◆ **AIM OF THE TASK**
All of the data should be restated word for word.

◆ **MATERIAL TO PROCESS**
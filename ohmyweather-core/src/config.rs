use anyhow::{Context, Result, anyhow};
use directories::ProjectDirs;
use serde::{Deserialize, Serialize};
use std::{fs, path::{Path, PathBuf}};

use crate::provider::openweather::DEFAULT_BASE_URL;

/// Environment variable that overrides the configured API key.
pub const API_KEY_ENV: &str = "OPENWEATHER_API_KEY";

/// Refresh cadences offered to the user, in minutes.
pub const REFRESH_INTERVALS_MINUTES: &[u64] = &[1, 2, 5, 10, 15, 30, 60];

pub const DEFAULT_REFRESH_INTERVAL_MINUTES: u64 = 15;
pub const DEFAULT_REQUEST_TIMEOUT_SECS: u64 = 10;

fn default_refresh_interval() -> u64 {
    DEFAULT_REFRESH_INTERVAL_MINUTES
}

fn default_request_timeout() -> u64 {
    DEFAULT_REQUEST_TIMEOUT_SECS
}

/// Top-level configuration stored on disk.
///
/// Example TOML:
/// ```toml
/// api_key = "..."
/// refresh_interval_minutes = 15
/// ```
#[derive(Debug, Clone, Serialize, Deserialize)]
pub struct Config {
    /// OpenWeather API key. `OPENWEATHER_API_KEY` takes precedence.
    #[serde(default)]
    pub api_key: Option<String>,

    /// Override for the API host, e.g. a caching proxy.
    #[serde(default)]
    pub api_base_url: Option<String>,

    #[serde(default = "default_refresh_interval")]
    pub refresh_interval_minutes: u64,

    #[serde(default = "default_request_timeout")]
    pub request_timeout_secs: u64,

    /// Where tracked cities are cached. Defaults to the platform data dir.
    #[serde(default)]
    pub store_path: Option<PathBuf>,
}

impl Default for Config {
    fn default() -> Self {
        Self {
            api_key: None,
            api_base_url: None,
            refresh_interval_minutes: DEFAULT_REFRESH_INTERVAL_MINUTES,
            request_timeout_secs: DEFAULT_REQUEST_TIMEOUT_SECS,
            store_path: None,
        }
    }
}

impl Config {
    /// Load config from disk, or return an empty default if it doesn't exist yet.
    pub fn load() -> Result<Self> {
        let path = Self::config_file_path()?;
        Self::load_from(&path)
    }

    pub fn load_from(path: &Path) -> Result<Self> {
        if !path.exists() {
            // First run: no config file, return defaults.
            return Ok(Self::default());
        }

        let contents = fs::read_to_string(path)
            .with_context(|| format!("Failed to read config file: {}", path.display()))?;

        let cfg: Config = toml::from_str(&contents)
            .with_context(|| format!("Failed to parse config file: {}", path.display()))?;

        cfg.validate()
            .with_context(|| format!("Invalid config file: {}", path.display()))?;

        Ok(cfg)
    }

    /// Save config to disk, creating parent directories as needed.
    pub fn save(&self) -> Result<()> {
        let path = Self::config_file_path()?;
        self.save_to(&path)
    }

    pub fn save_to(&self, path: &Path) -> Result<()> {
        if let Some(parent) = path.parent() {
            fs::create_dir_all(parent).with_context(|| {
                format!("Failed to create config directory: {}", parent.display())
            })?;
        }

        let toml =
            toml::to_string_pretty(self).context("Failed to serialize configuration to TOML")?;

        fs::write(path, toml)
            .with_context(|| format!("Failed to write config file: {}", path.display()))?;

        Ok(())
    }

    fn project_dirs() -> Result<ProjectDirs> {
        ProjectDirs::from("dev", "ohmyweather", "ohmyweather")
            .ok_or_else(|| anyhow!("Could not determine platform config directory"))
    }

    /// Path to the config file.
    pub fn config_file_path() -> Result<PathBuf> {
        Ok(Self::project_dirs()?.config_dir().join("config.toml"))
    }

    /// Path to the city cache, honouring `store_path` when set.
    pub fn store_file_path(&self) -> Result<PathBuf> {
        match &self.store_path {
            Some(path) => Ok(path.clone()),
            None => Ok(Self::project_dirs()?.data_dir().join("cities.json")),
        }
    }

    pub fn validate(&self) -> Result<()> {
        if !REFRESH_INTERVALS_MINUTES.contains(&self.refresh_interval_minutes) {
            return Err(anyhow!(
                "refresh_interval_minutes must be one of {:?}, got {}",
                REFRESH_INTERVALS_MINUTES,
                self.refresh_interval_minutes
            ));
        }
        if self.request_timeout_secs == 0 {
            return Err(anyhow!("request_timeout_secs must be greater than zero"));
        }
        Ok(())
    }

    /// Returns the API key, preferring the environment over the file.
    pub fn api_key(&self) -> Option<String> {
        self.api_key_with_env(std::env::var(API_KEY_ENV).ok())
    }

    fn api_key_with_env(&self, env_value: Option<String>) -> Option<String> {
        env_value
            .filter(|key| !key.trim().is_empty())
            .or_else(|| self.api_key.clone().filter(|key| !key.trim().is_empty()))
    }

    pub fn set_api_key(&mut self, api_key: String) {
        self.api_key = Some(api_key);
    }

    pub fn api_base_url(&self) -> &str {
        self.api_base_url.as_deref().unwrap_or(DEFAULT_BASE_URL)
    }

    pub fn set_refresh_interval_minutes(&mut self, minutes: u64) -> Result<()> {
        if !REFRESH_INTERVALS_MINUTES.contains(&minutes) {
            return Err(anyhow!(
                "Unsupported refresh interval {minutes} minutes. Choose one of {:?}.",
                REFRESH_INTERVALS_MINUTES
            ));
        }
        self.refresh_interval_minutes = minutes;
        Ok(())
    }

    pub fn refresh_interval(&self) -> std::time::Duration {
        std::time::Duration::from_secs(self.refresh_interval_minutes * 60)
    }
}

◆ **YOUR RESPONSE**
filename ohmyweather-core/src/config.rs
use anyhow::{Context, Result, anyhow};
use directories::ProjectDirs;
use serde::{Deserialize, Serialize};
use std::{fs, path::{Path, PathBuf}};

use crate::provider::openweather::DEFAULT_BASE_URL;

/// Environment variable that overrides the configured API key.
pub const API_KEY_ENV: &str = "OPENWEATHER_API_KEY";

/// Refresh cadences offered to the user, in minutes.
pub const REFRESH_INTERVALS_MINUTES: &[u64] = &[1, 2, 5, 10, 15, 30, 60];

pub const DEFAULT_REFRESH_INTERVAL_MINUTES: u64 = 15;
pub const DEFAULT_REQUEST_TIMEOUT_SECS: u64 = 10;

fn default_refresh_interval() -> u64 {
    DEFAULT_REFRESH_INTERVAL_MINUTES
}

fn default_request_timeout() -> u64 {
    DEFAULT_REQUEST_TIMEOUT_SECS
}

/// Top-level configuration stored on disk.
///
/// Example TOML:
/// ```toml
/// api_key = "..."
/// refresh_interval_minutes = 15
/// ```
#[derive(Debug, Clone, Serialize, Deserialize)]
pub struct Config {
    /// OpenWeather API key. `OPENWEATHER_API_KEY` takes precedence.
    #[serde(default)]
    pub api_key: Option<String>,

    /// Override for the API host, e.g. a caching proxy.
    #[serde(default)]
    pub api_base_url: Option<String>,

    #[serde(default = "default_refresh_interval")]
    pub refresh_interval_minutes: u64,

    #[serde(default = "default_request_timeout")]
    pub request_timeout_secs: u64,

    /// Where tracked cities are cached. Defaults to the platform data dir.
    #[serde(default)]
    pub store_path: Option<PathBuf>,
}

impl Default for Config {
    fn default() -> Self {
        Self {
            api_key: None,
            api_base_url: None,
            refresh_interval_minutes: DEFAULT_REFRESH_INTERVAL_MINUTES,
            request_timeout_secs: DEFAULT_REQUEST_TIMEOUT_SECS,
            store_path: None,
        }
    }
}

impl Config {
    /// Load config from disk, or return an empty default if it doesn't exist yet.
    pub fn load() -> Result<Self> {
        let path = Self::config_file_path()?;
        Self::load_from(&path)
    }

    pub fn load_from(path: &Path) -> Result<Self> {
        if !path.exists() {
            // First run: no config file, return defaults.
            return Ok(Self::default());
        }

        let contents = fs::read_to_string(path)
            .with_context(|| format!("Failed to read config file: {}", path.display()))?;

        let cfg: Config = toml::from_str(&contents)
            .with_context(|| format!("Failed to parse config file: {}", path.display()))?;

        cfg.validate()
            .with_context(|| format!("Invalid config file: {}", path.display()))?;

        Ok(cfg)
    }

    /// Save config to disk, creating parent directories as needed.
    pub fn save(&self) -> Result<()> {
        let path = Self::config_file_path()?;
        self.save_to(&path)
    }

    pub fn save_to(&self, path: &Path) -> Result<()> {
        if let Some(parent) = path.parent() {
            fs::create_dir_all(parent).with_context(|| {
                format!("Failed to create config directory: {}", parent.display())
            })?;
        }

        let toml =
            toml::to_string_pretty(self).context("Failed to serialize configuration to TOML")?;

        fs::write(path, toml)
            .with_context(|| format!("Failed to write config file: {}", path.display()))?;

        Ok(())
    }

    fn project_dirs() -> Result<ProjectDirs> {
        ProjectDirs::from("dev", "ohmyweather", "ohmyweather")
            .ok_or_else(|| anyhow!("Could not determine platform config directory"))
    }

    /// Path to the config file.
    pub fn config_file_path() -> Result<PathBuf> {
        Ok(Self::project_dirs()?.config_dir().join("config.toml"))
    }

    /// Path to the city cache, honouring `store_path` when set.
    pub fn store_file_path(&self) -> Result<PathBuf> {
        match &self.store_path {
            Some(path) => Ok(path.clone()),
            None => Ok(Self::project_dirs()?.data_dir().join("cities.json")),
        }
    }

    pub fn validate(&self) -> Result<()> {
        if !REFRESH_INTERVALS_MINUTES.contains(&self.refresh_interval_minutes) {
            return Err(anyhow!(
                "refresh_interval_minutes must be one of {:?}, got {}",
                REFRESH_INTERVALS_MINUTES,
                self.refresh_interval_minutes
            ));
        }
        if self.request_timeout_secs == 0 {
            return Err(anyhow!("request_timeout_secs must be greater than zero"));
        }
        Ok(())
    }

    /// Returns the API key, preferring the environment over the file.
    pub fn api_key(&self) -> Option<String> {
        self.api_key_with_env(std::env::var(API_KEY_ENV).ok())
    }

    fn api_key_with_env(&self, env_value: Option<String>) -> Option<String> {
        env_value
            .filter(|key| !key.trim().is_empty())
            .or_else(|| self.api_key.clone().filter(|key| !key.trim().is_empty()))
    }

    pub fn set_api_key(&mut self, api_key: String) {
        self.api_key = Some(api_key);
    }

    pub fn api_base_url(&self) -> &str {
        self.api_base_url.as_deref().unwrap_or(DEFAULT_BASE_URL)
    }

    pub fn set_refresh_interval_minutes(&mut self, minutes: u64) -> Result<()> {
        if !REFRESH_INTERVALS_MINUTES.contains(&minutes) {
            return Err(anyhow!(
                "Unsupported refresh interval {minutes} minutes. Choose one of {:?}.",
                REFRESH_INTERVALS_MINUTES
            ));
        }
        self.refresh_interval_minutes = minutes;
        Ok(())
    }

    pub fn refresh_interval(&self) -> std::time::Duration {
        std::time::Duration::from_secs(self.refresh_interval_minutes * 60)
    }
}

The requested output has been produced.